I had a similar problem wiht me '03 330xi and the fix was a new fuel system in the car.


----------



## nickeltong (Mar 16, 2004)

Claresecl said:


> I had a similar problem wiht me '03 330xi and the fix was a new fuel system in the car.


New fuel system? How bad did the problem had to be for them to agree to replace the fuel system? I suppose they probably know the extend of the problem and probably trying to *****foot around it. I will probably bring this issue up with them tomorrow. Thanks. :thumbup:


----------



## sniper6182 (Apr 24, 2004)

ChrisTO said:


> what a load of BS...with all the fancy technology this is how they take the software out of 'transport mode'. sounds more like permission for a joy ride. how does BMW and more importantly us customers put up with BS like this from BMW!


the solution to get it out of transport mode sounded like BS to me too, thats why i tagged alogn when they did that...and the guy did exactly what he said he was going to do....took it to 4500 in 2nd gear and let it cruise to 1000rpm....and my car hasnt stalled since...there's no rough idle at all either...or not yet anyway...and it's been about 4 weeks....but the rough cold start is still there.....yeah, i wasnt about to let him take that car out for a joy ride the first week i got it w/out me sitting right next to him 

but yeah i thoughta bout it, and i would have only helped, iw ouldnt' have been at a loss or anythign since the car wasnt reved past 4500RPM (break-in states that u should keep it at 4500RPM or less)


----------



## ChrisTO (Jan 24, 2002)

my guess is they were hoping to clear up whatever has 'gummed up' in the fuel system by revving up the engine(injest maximum fuel flow). certainly they can't say that to a customer so 'transport mode' seemed like a likely excuse.

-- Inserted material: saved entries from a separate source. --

//! Agent output payloads
//!
//! One variant per known agent kind, plus `Unknown` for anything else. The
//! kind comes from the key the payload is stored under in `agent_outputs`.

use super::payload::{lenient_opt, lenient_vec, parse_or_default, text_list, Score, TextItem};
use serde::de::{Deserializer, Error as _};
use serde::Deserialize;
use serde_json::Value;

/// Keys of `agent_outputs` that hold flat lists rather than agent payloads
const FLAT_KEYS: &[&str] = &["notes", "suggestions", "recommendations", "actions"];

/// Known analysis agents
#[derive(Debug, Clone, Copy, PartialEq, Eq, PartialOrd, Ord)]
pub enum AgentKind {
    Semantic,
    Style,
    Consistency,
    Glossary,
    Unknown,
}

impl AgentKind {
    /// Classify an `agent_outputs` key ("semantic_agent", "styleGrammar", ...)
    pub fn classify(key: &str) -> Self {
        let key = key.to_ascii_lowercase();
        if key.contains("semantic") {
            AgentKind::Semantic
        } else if key.contains("style") || key.contains("grammar") || key.contains("fluency") {
            AgentKind::Style
        } else if key.contains("consistency") {
            AgentKind::Consistency
        } else if key.contains("glossary") || key.contains("terminology") {
            AgentKind::Glossary
        } else {
            AgentKind::Unknown
        }
    }
}

#[derive(Debug, Clone, Default, Deserialize)]
#[serde(default)]
pub(crate) struct SemanticReport {
    #[serde(deserialize_with = "lenient_opt", alias = "semantic_score", alias = "fidelity_score")]
    pub score: Option<Score>,
    #[serde(deserialize_with = "lenient_opt", alias = "overall_assessment", alias = "summary")]
    pub assessment: Option<TextItem>,
    #[serde(deserialize_with = "lenient_vec")]
    pub issues: Vec<SemanticIssue>,
    #[serde(deserialize_with = "lenient_vec")]
    pub notes: Vec<TextItem>,
}

#[derive(Debug, Clone, Default, Deserialize)]
#[serde(default)]
pub(crate) struct SemanticIssue {
    #[serde(deserialize_with = "lenient_opt")]
    pub description: Option<TextItem>,
    #[serde(
        deserialize_with = "lenient_opt",
        alias = "suggestedCorrection",
        alias = "correction",
        alias = "suggestion"
    )]
    pub suggested_correction: Option<TextItem>,
}

#[derive(Debug, Clone, Default, Deserialize)]
#[serde(default)]
pub(crate) struct StyleReport {
    #[serde(deserialize_with = "lenient_opt", alias = "style_score", alias = "fluency_score")]
    pub score: Option<Score>,
    #[serde(deserialize_with = "lenient_opt", alias = "assessment")]
    pub summary: Option<TextItem>,
    #[serde(
        deserialize_with = "lenient_vec",
        alias = "grammarCorrections",
        alias = "grammar_issues"
    )]
    pub grammar_corrections: Vec<Correction>,
    #[serde(
        deserialize_with = "lenient_vec",
        alias = "styleCorrections",
        alias = "style_suggestions"
    )]
    pub style_corrections: Vec<Correction>,
    #[serde(deserialize_with = "lenient_vec")]
    pub notes: Vec<TextItem>,
}

#[derive(Debug, Clone, Default, Deserialize)]
#[serde(default)]
pub(crate) struct ConsistencyReport {
    #[serde(deserialize_with = "lenient_opt", alias = "consistency_score")]
    pub score: Option<Score>,
    #[serde(deserialize_with = "lenient_vec", alias = "inconsistencies")]
    pub warnings: Vec<TextItem>,
    #[serde(deserialize_with = "lenient_vec")]
    pub issues: Vec<TextItem>,
    #[serde(deserialize_with = "lenient_vec")]
    pub recommendations: Vec<TextItem>,
    #[serde(deserialize_with = "lenient_vec")]
    pub notes: Vec<TextItem>,
}

#[derive(Debug, Clone, Default, Deserialize)]
#[serde(default)]
pub(crate) struct GlossaryReport {
    #[serde(deserialize_with = "lenient_vec", alias = "glossary_matches", alias = "applied_terms")]
    pub matches: Vec<TermMatch>,
    #[serde(deserialize_with = "lenient_vec", alias = "extractedTerms", alias = "new_terms")]
    pub extracted_terms: Vec<TermMatch>,
    #[serde(deserialize_with = "lenient_vec")]
    pub notes: Vec<TextItem>,
}

/// A correction given either as prose or as `{original, corrected}`
#[derive(Debug, Clone, PartialEq)]
pub(crate) struct Correction {
    pub original: Option<String>,
    pub corrected: String,
}

impl Correction {
    pub fn render(&self) -> String {
        match &self.original {
            Some(original) => format!("{} → {}", original, self.corrected),
            None => self.corrected.clone(),
        }
    }
}

impl<'de> Deserialize<'de> for Correction {
    fn deserialize<D: Deserializer<'de>>(deserializer: D) -> Result<Self, D::Error> {
        let value = Value::deserialize(deserializer)?;
        let text_at = |keys: &[&str]| {
            keys.iter()
                .filter_map(|key| value.get(*key))
                .find_map(|v| v.as_str().map(str::trim).filter(|s| !s.is_empty()))
                .map(str::to_string)
        };
        match &value {
            Value::String(s) if !s.trim().is_empty() => Ok(Correction {
                original: None,
                corrected: s.trim().to_string(),
            }),
            Value::Object(_) => {
                let corrected = text_at(&["corrected", "correction", "suggestion", "after", "text"])
                    .ok_or_else(|| D::Error::custom("correction without corrected text"))?;
                Ok(Correction {
                    original: text_at(&["original", "before"]),
                    corrected,
                })
            }
            _ => Err(D::Error::custom("not a correction")),
        }
    }
}

/// A glossary hit given as a bare term or `{term, translation}`
#[derive(Debug, Clone, PartialEq)]
pub(crate) struct TermMatch {
    pub term: String,
    pub translation: Option<String>,
}

impl TermMatch {
    pub fn render(&self) -> String {
        match &self.translation {
            Some(translation) => format!("{} → {}", self.term, translation),
            None => self.term.clone(),
        }
    }
}

impl<'de> Deserialize<'de> for TermMatch {
    fn deserialize<D: Deserializer<'de>>(deserializer: D) -> Result<Self, D::Error> {
        let value = Value::deserialize(deserializer)?;
        let text_at = |keys: &[&str]| {
            keys.iter()
                .filter_map(|key| value.get(*key))
                .find_map(|v| v.as_str().map(str::trim).filter(|s| !s.is_empty()))
                .map(str::to_string)
        };
        match &value {
            Value::String(s) if !s.trim().is_empty() => Ok(TermMatch {
                term: s.trim().to_string(),
                translation: None,
            }),
            Value::Object(_) => Ok(TermMatch {
                term: text_at(&["term", "source", "source_term"])
                    .ok_or_else(|| D::Error::custom("glossary match without term"))?,
                translation: text_at(&[
                    "translation",
                    "target",
                    "target_term",
                    "suggested_translation",
                ]),
            }),
            _ => Err(D::Error::custom("not a glossary match")),
        }
    }
}

/// One agent's output, by kind
#[derive(Debug, Clone)]
pub(crate) enum AgentPayload {
    Semantic(SemanticReport),
    Style(StyleReport),
    Consistency(ConsistencyReport),
    Glossary(GlossaryReport),
    /// Unrecognised agent; contributes nothing
    Unknown,
}

impl AgentPayload {
    pub fn parse(kind: AgentKind, value: &Value) -> Self {
        match kind {
            AgentKind::Semantic => AgentPayload::Semantic(parse_or_default(value)),
            AgentKind::Style => AgentPayload::Style(parse_or_default(value)),
            AgentKind::Consistency => AgentPayload::Consistency(parse_or_default(value)),
            AgentKind::Glossary => AgentPayload::Glossary(parse_or_default(value)),
            AgentKind::Unknown => AgentPayload::Unknown,
        }
    }

    fn kind(&self) -> AgentKind {
        match self {
            AgentPayload::Semantic(_) => AgentKind::Semantic,
            AgentPayload::Style(_) => AgentKind::Style,
            AgentPayload::Consistency(_) => AgentKind::Consistency,
            AgentPayload::Glossary(_) => AgentKind::Glossary,
            AgentPayload::Unknown => AgentKind::Unknown,
        }
    }

    pub fn notes(&self) -> &[TextItem] {
        match self {
            AgentPayload::Semantic(r) => &r.notes,
            AgentPayload::Style(r) => &r.notes,
            AgentPayload::Consistency(r) => &r.notes,
            AgentPayload::Glossary(r) => &r.notes,
            AgentPayload::Unknown => &[],
        }
    }
}

/// Parsed `agent_outputs` object
#[derive(Debug, Clone, Default)]
pub(crate) struct AgentOutputs {
    /// Ordered semantic, style, consistency, glossary; key order within a kind
    pub agents: Vec<AgentPayload>,
    pub notes: Vec<TextItem>,
    /// Flat `suggestions`, `recommendations`, `actions` lists, in that order
    pub fallback_suggestions: Vec<TextItem>,
}

impl AgentOutputs {
    pub fn parse(value: &Value) -> Self {
        let Some(Value::Object(map)) = super::payload::unwrap_payload(value) else {
            return Self::default();
        };

        let mut agents: Vec<(AgentKind, AgentPayload)> = map
            .iter()
            .filter(|(key, _)| !FLAT_KEYS.contains(&key.as_str()))
            .map(|(key, payload)| {
                let kind = AgentKind::classify(key);
                (kind, AgentPayload::parse(kind, payload))
            })
            .collect();
        // Stable: keeps key order within a kind
        agents.sort_by_key(|(kind, _)| *kind);

        let fallback_suggestions = ["suggestions", "recommendations", "actions"]
            .iter()
            .filter_map(|key| map.get(*key))
            .flat_map(text_list)
            .collect();

        Self {
            agents: agents.into_iter().map(|(_, payload)| payload).collect(),
            notes: map.get("notes").map(text_list).unwrap_or_default(),
            fallback_suggestions,
        }
    }

    pub fn semantic(&self) -> impl Iterator<Item = &SemanticReport> {
        self.agents.iter().filter_map(|a| match a {
            AgentPayload::Semantic(r) => Some(r),
            _ => None,
        })
    }

    pub fn style(&self) -> impl Iterator<Item = &StyleReport> {
        self.agents.iter().filter_map(|a| match a {
            AgentPayload::Style(r) => Some(r),
            _ => None,
        })
    }

    pub fn consistency(&self) -> impl Iterator<Item = &ConsistencyReport> {
        self.agents.iter().filter_map(|a| match a {
            AgentPayload::Consistency(r) => Some(r),
            _ => None,
        })
    }

    pub fn glossary(&self) -> impl Iterator<Item = &GlossaryReport> {
        self.agents.iter().filter_map(|a| match a {
            AgentPayload::Glossary(r) => Some(r),
            _ => None,
        })
    }
}
//! Review package normalizer
//!
//! Folds the three optional payloads a translation can carry (review package,
//! agent outputs, enforcement report) into one [`AgentAnalysis`]. The function
//! is pure: the same inputs always give the same lines in the same order.
//!
//! Suggestion order:
//! 1. review package prioritized issues
//! 2. review package decision questions
//! 3. review package alternative options
//! 4. agent corrections (semantic, style, consistency)
//! 5. enforcement applied then skipped lines
//! 6. enforcement notes
//! 7. flat `suggestions` / `recommendations` / `actions` on the agent outputs

mod agents;
mod package;
pub(crate) mod payload;

pub use agents::AgentKind;

use agents::{AgentOutputs, Correction, TermMatch};
use package::{AlternativeOption, DecisionQuestion, EnforcementReport, PackageIssue, ReviewPackage};
use payload::{parse_or_default, unwrap_payload, Score, TextItem};
use serde::{Deserialize, Serialize};
use serde_json::Value;
use std::collections::HashSet;

/// Normalized view of everything the agents said about a translation
#[derive(Debug, Clone, Default, PartialEq, Serialize, Deserialize)]
pub struct AgentAnalysis {
    pub glossary: Vec<String>,
    pub consistency: Vec<String>,
    pub semantic_score: Option<u8>,
    pub style_score: Option<u8>,
    pub notes: Vec<String>,
    pub suggestions: Vec<String>,
    pub enforcement: Option<EnforcementSummary>,
}

impl AgentAnalysis {
    pub fn is_empty(&self) -> bool {
        self.glossary.is_empty()
            && self.consistency.is_empty()
            && self.semantic_score.is_none()
            && self.style_score.is_none()
            && self.notes.is_empty()
            && self.suggestions.is_empty()
            && self.enforcement.is_none()
    }
}

#[derive(Debug, Clone, Default, PartialEq, Serialize, Deserialize)]
pub struct EnforcementSummary {
    pub mode: Option<String>,
    pub applied: Vec<String>,
    pub skipped: Vec<String>,
    pub glossary_status: Option<String>,
    pub missing_terms: Vec<String>,
}

/// Normalize a score to 0..=100
///
/// Values at or below 1 are fractions and get scaled; everything is rounded
/// and clamped.
pub fn normalize_score(raw: f64) -> Option<u8> {
    if !raw.is_finite() {
        return None;
    }
    let scaled = if raw <= 1.0 { raw * 100.0 } else { raw };
    Some(scaled.round().clamp(0.0, 100.0) as u8)
}

/// Insertion-ordered list that drops blanks and exact duplicates after trimming
#[derive(Default)]
struct Lines {
    seen: HashSet<String>,
    items: Vec<String>,
}

impl Lines {
    fn push(&mut self, line: impl AsRef<str>) {
        let line = line.as_ref().trim();
        if line.is_empty() || self.seen.contains(line) {
            return;
        }
        self.seen.insert(line.to_string());
        self.items.push(line.to_string());
    }

    fn extend<I, S>(&mut self, lines: I)
    where
        I: IntoIterator<Item = S>,
        S: AsRef<str>,
    {
        for line in lines {
            self.push(line);
        }
    }

    fn into_vec(self) -> Vec<String> {
        self.items
    }
}

fn text(items: &[TextItem]) -> impl Iterator<Item = &str> {
    items.iter().map(TextItem::as_str)
}

/// Build an analysis from the raw payloads of a translation result
///
/// Returns `None` only when all three inputs are absent or `null`. Present
/// but unusable payloads still produce an (empty) analysis.
pub fn normalize(
    review_package: Option<&Value>,
    agent_outputs: Option<&Value>,
    enforcement_report: Option<&Value>,
) -> Option<AgentAnalysis> {
    let present = |v: Option<&Value>| v.map(|v| !v.is_null()).unwrap_or(false);
    if !present(review_package) && !present(agent_outputs) && !present(enforcement_report) {
        return None;
    }

    let package: ReviewPackage = review_package.map(parse_or_default).unwrap_or_default();
    let agents = agent_outputs.map(AgentOutputs::parse).unwrap_or_default();
    let enforcement: Option<EnforcementReport> = enforcement_report
        .and_then(unwrap_payload)
        .map(|v| parse_or_default(&v));

    let mut glossary = Lines::default();
    glossary.extend(package.issues_from("glossary").filter_map(PackageIssue::text));
    for report in agents.glossary() {
        glossary.extend(report.matches.iter().map(TermMatch::render));
        glossary.extend(report.extracted_terms.iter().map(TermMatch::render));
    }

    let mut consistency = Lines::default();
    consistency.extend(package.issues_from("consistency").filter_map(PackageIssue::text));
    for report in agents.consistency() {
        consistency.extend(text(&report.warnings));
        consistency.extend(text(&report.issues));
    }

    let mut notes = Lines::default();
    notes.extend(text(&package.context_notes));
    for report in agents.semantic() {
        notes.extend(report.assessment.as_ref().map(TextItem::as_str));
    }
    for report in agents.style() {
        notes.extend(report.summary.as_ref().map(TextItem::as_str));
    }
    for agent in &agents.agents {
        notes.extend(text(agent.notes()));
    }
    notes.extend(text(&agents.notes));
    if let Some(report) = &enforcement {
        notes.extend(text(&report.notes));
    }

    let mut suggestions = Lines::default();
    suggestions.extend(package.prioritized_issues.iter().filter_map(PackageIssue::render));
    suggestions.extend(package.decision_questions.iter().filter_map(DecisionQuestion::render));
    suggestions.extend(package.alternative_options.iter().flat_map(AlternativeOption::render));
    for report in agents.semantic() {
        suggestions.extend(
            report
                .issues
                .iter()
                .filter_map(|issue| issue.suggested_correction.as_ref())
                .map(TextItem::as_str),
        );
    }
    for report in agents.style() {
        suggestions.extend(report.grammar_corrections.iter().map(Correction::render));
        suggestions.extend(report.style_corrections.iter().map(Correction::render));
    }
    for report in agents.consistency() {
        suggestions.extend(text(&report.recommendations));
    }
    if let Some(report) = &enforcement {
        suggestions.extend(report.applied.iter().filter_map(|s| s.render(false)));
        suggestions.extend(report.skipped.iter().filter_map(|s| s.render(true)));
        suggestions.extend(text(&report.notes));
    }
    suggestions.extend(text(&agents.fallback_suggestions));

    let package_scores = package.scores.clone().unwrap_or_default();
    let semantic_score = package_scores
        .semantic
        .or_else(|| agents.semantic().find_map(|r| r.score))
        .and_then(|Score(raw)| normalize_score(raw));
    let style_score = package_scores
        .style
        .or_else(|| agents.style().find_map(|r| r.score))
        .and_then(|Score(raw)| normalize_score(raw));

    let enforcement = enforcement.map(|report| {
        let (glossary_status, missing_terms) = match &report.glossary {
            Some(g) => (
                g.status.clone(),
                g.missing_terms.iter().map(|t| t.0.clone()).collect(),
            ),
            None => (None, Vec::new()),
        };
        EnforcementSummary {
            mode: report.mode.clone(),
            applied: report.applied.iter().filter_map(|s| s.render(false)).collect(),
            skipped: report.skipped.iter().filter_map(|s| s.render(true)).collect(),
            glossary_status,
            missing_terms,
        }
    });

    Some(AgentAnalysis {
        glossary: glossary.into_vec(),
        consistency: consistency.into_vec(),
        semantic_score,
        style_score,
        notes: notes.into_vec(),
        suggestions: suggestions.into_vec(),
        enforcement,
    })
}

i would seriously ask BMWNA about this transport mode and call their bluff on it. for a premier automotive brand that is certainly not a way to treat by telling a customer with lies.



sniper6182 said:


> the solution to get it out of transport mode sounded like BS to me too, thats why i tagged alogn when they did that...and the guy did exactly what he said he was going to do....took it to 4500 in 2nd gear and let it cruise to 1000rpm....and my car hasnt stalled since...there's no rough idle at all either...or not yet anyway...and it's been about 4 weeks....but the rough cold start is still there.....yeah, i wasnt about to let him take that car out for a joy ride the first week i got it w/out me sitting right next to him
> 
> but yeah i thoughta bout it, and i would have only helped, iw ouldnt' have been at a loss or anythign since the car wasnt reved past 4500RPM (break-in states that u should keep it at 4500RPM or less)


----------



## sniper6182 (Apr 24, 2004)

i've never heard of it myself, but ended up researching it afterwards...if ud o a search for transport mode there's other peoplethat have had to go to the dealer to get their car out of transport mode...it's been discussed about in here before...the service guy that i talked to basically told me the same thing as the first reply to the OP in the first link listed below...

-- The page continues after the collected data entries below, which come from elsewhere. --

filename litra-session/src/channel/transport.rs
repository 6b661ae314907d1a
//! Transport seam for the realtime channel
//!
//! A transport opens one connection at a time and hands back its two halves.
//! The channel task owns both and drives them from a single `select!`.

use async_trait::async_trait;
use litra_common::Result;
use serde::{Deserialize, Serialize};
use serde_json::Value;

/// Event sent from the client to the server
#[derive(Debug, Clone, PartialEq, Serialize, Deserialize)]
pub struct OutgoingFrame {
    #[serde(rename = "type")]
    pub event_type: String,
    pub payload: Value,
}

impl OutgoingFrame {
    pub fn new(event_type: impl Into<String>, payload: Value) -> Self {
        Self {
            event_type: event_type.into(),
            payload,
        }
    }
}

/// Event received from the server, before it is timestamped
#[derive(Debug, Clone, PartialEq)]
pub struct InboundFrame {
    pub event_type: String,
    pub payload: Value,
}

/// An open connection
pub struct Connection {
    pub sink: Box<dyn FrameSink>,
    pub stream: Box<dyn FrameStream>,
}

/// Opens connections to a channel URL
#[async_trait]
pub trait Transport: Send + Sync + 'static {
    async fn open(&self, url: &str) -> Result<Connection>;
}

/// Sending half of a connection
#[async_trait]
pub trait FrameSink: Send {
    async fn send(&mut self, frame: &OutgoingFrame) -> Result<()>;
}

/// Receiving half of a connection
#[async_trait]
pub trait FrameStream: Send {
    /// Next inbound frame; `None` once the server closed the connection
    async fn next(&mut self) -> Option<Result<InboundFrame>>;
}
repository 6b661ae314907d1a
//! Timestamp utilities

use chrono::{DateTime, Utc};

/// Get current UTC timestamp
pub fn now() -> DateTime<Utc> {
    Utc::now()
}

/// Convert milliseconds to duration
pub fn millis_to_duration(millis: u64) -> std::time::Duration {
    std::time::Duration::from_millis(millis)
}
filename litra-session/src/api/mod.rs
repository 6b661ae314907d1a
//! Backend seams
//!
//! The session talks to the backend only through these traits.
//! [`BackendClient`] implements all three over HTTP; tests substitute
//! in-memory stores.

mod client;

pub use client::BackendClient;

use async_trait::async_trait;
use litra_common::models::{
    BookId, ChapterId, GlossarySuggestion, GlossaryTerm, NewGlossaryTerm, NewParagraph, Paragraph,
    ParagraphUpdate, TranslationRequest, TranslationResponse,
};
use litra_common::Result;

/// Paragraph persistence
#[async_trait]
pub trait ParagraphStore: Send + Sync {
    async fn list_paragraphs(&self, chapter_id: &str) -> Result<Vec<Paragraph>>;

    async fn get_paragraph(&self, paragraph_id: &str) -> Result<Paragraph>;

    async fn create_paragraph(
        &self,
        chapter_id: &ChapterId,
        paragraph: &NewParagraph,
    ) -> Result<Paragraph>;

    async fn update_paragraph(
        &self,
        paragraph_id: &str,
        update: &ParagraphUpdate,
    ) -> Result<Paragraph>;

    async fn delete_paragraph(&self, paragraph_id: &str) -> Result<()>;
}

/// Remote translation pipeline
#[async_trait]
pub trait Translator: Send + Sync {
    /// Run the full agent pipeline for one paragraph
    ///
    /// No client-side timeout; callers wait as long as the backend takes.
    async fn translate(&self, request: &TranslationRequest) -> Result<TranslationResponse>;
}

/// Glossary terms and the suggestion inbox
#[async_trait]
pub trait GlossaryStore: Send + Sync {
    /// Terms of the book plus global terms
    async fn list_terms(&self, book_id: &BookId) -> Result<Vec<GlossaryTerm>>;

    async fn create_term(&self, book_id: &BookId, term: &NewGlossaryTerm) -> Result<GlossaryTerm>;

    async fn update_term(&self, term_id: &str, term: &NewGlossaryTerm) -> Result<GlossaryTerm>;

    async fn delete_term(&self, term_id: &str) -> Result<()>;

    async fn list_suggestions(&self, book_id: &BookId) -> Result<Vec<GlossarySuggestion>>;

    /// Promote a suggestion; returns the created term
    async fn approve_suggestion(
        &self,
        suggestion: &GlossarySuggestion,
        book_id: &BookId,
    ) -> Result<GlossaryTerm>;

    async fn reject_suggestion(&self, suggestion_id: &str) -> Result<()>;
}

http://www.bimmerfest.com/forums/showthread.php?t=57432&highlight=transport+mode

http://www.bimmerfest.com/forums/showthread.php?t=28599&highlight=transport+mode


----------



## nickeltong (Mar 16, 2004)

*Problem appears to have disappeared*

Another update: My 330cic has been starting fine the last couple of days. It might have been the warmer weather but I suspect it was because of the kind of gasoline I've been buying.

As I recall starting problems came about after I purchased Sunoco's 94 blend. After that I had several fill ups at Shell and a 7/11 with a variety of 91 - 94 gasoline. All of those fill ups were to partially empty tanks.

Last week when my dealer asked me to empty the tank and use 87 gas, I emptied the tank but filled it up with Esso 91 instead. The problems went away afterward.

My dealer had told me that some additives to high octane gasoline were causing the problem and that's why they recommended 87. Right now I think the problem stem from additives in Sunoco's 94 blend.

I suggest people with similar problems empty their tank and use Esso 91 and see if their problems will go away. My next experiment will be to empty my tank and fill it up with Shell 91 next time. Will keep you all posted.


----------



## yamato (Feb 11, 2003)

i did an oil change the other day. my idle (just above 500rpm) is smoother now. but i don't know if it is going to last long though.

I agree it is probably just an excuse for the dealer to say get out of the transport mode. Why don't they just say get out of the filagee?


----------



## gizzy (Apr 4, 2004)

nickeltong said:


> Another update: My 330cic has been starting fine the last couple of days. It might have been the warmer weather but I suspect it was because of the kind of gasoline I've been buying.
> 
> As I recall starting problems came about after I purchased Sunoco's 94 blend. After that I had several fill ups at Shell and a 7/11 with a variety of 91 - 94 gasoline. All of those fill ups were to partially empty tanks.
> 
> ...


My inlaws had a similar problem with their Honda CRX. It would have problems starting in the moring whenever they filled up from Amoco but Shell was fine. My Bimmer and my wife's Buick runs fine with Amoco though.


----------



## nickeltong (Mar 16, 2004)

nickeltong said:


> Another update: My 330cic has been starting fine the last couple of days. It might have been the warmer weather but I suspect it was because of the kind of gasoline I've been buying.
> 
> As I recall starting problems came about after I purchased Sunoco's 94 blend. After that I had several fill ups at Shell and a 7/11 with a variety of 91 - 94 gasoline. All of those fill ups were to partially empty tanks.
> 
> ...


My apologies to Sunoco. I haven't had a chance to put gas in the car and the starting problem came back. It appears that the problem comes when temperture is in the teens and goes away when it is above 20 degrees or so (celsius). Back to the drawing board again :dunno:


----------



## nickeltong (Mar 16, 2004)

UPDATE

FWIW, I went half tank with 87octane to see if the starting hesistation would go away. I did notice the engine kicks in faster than usual but they have been warm starts. Will take a couple of days to see the result.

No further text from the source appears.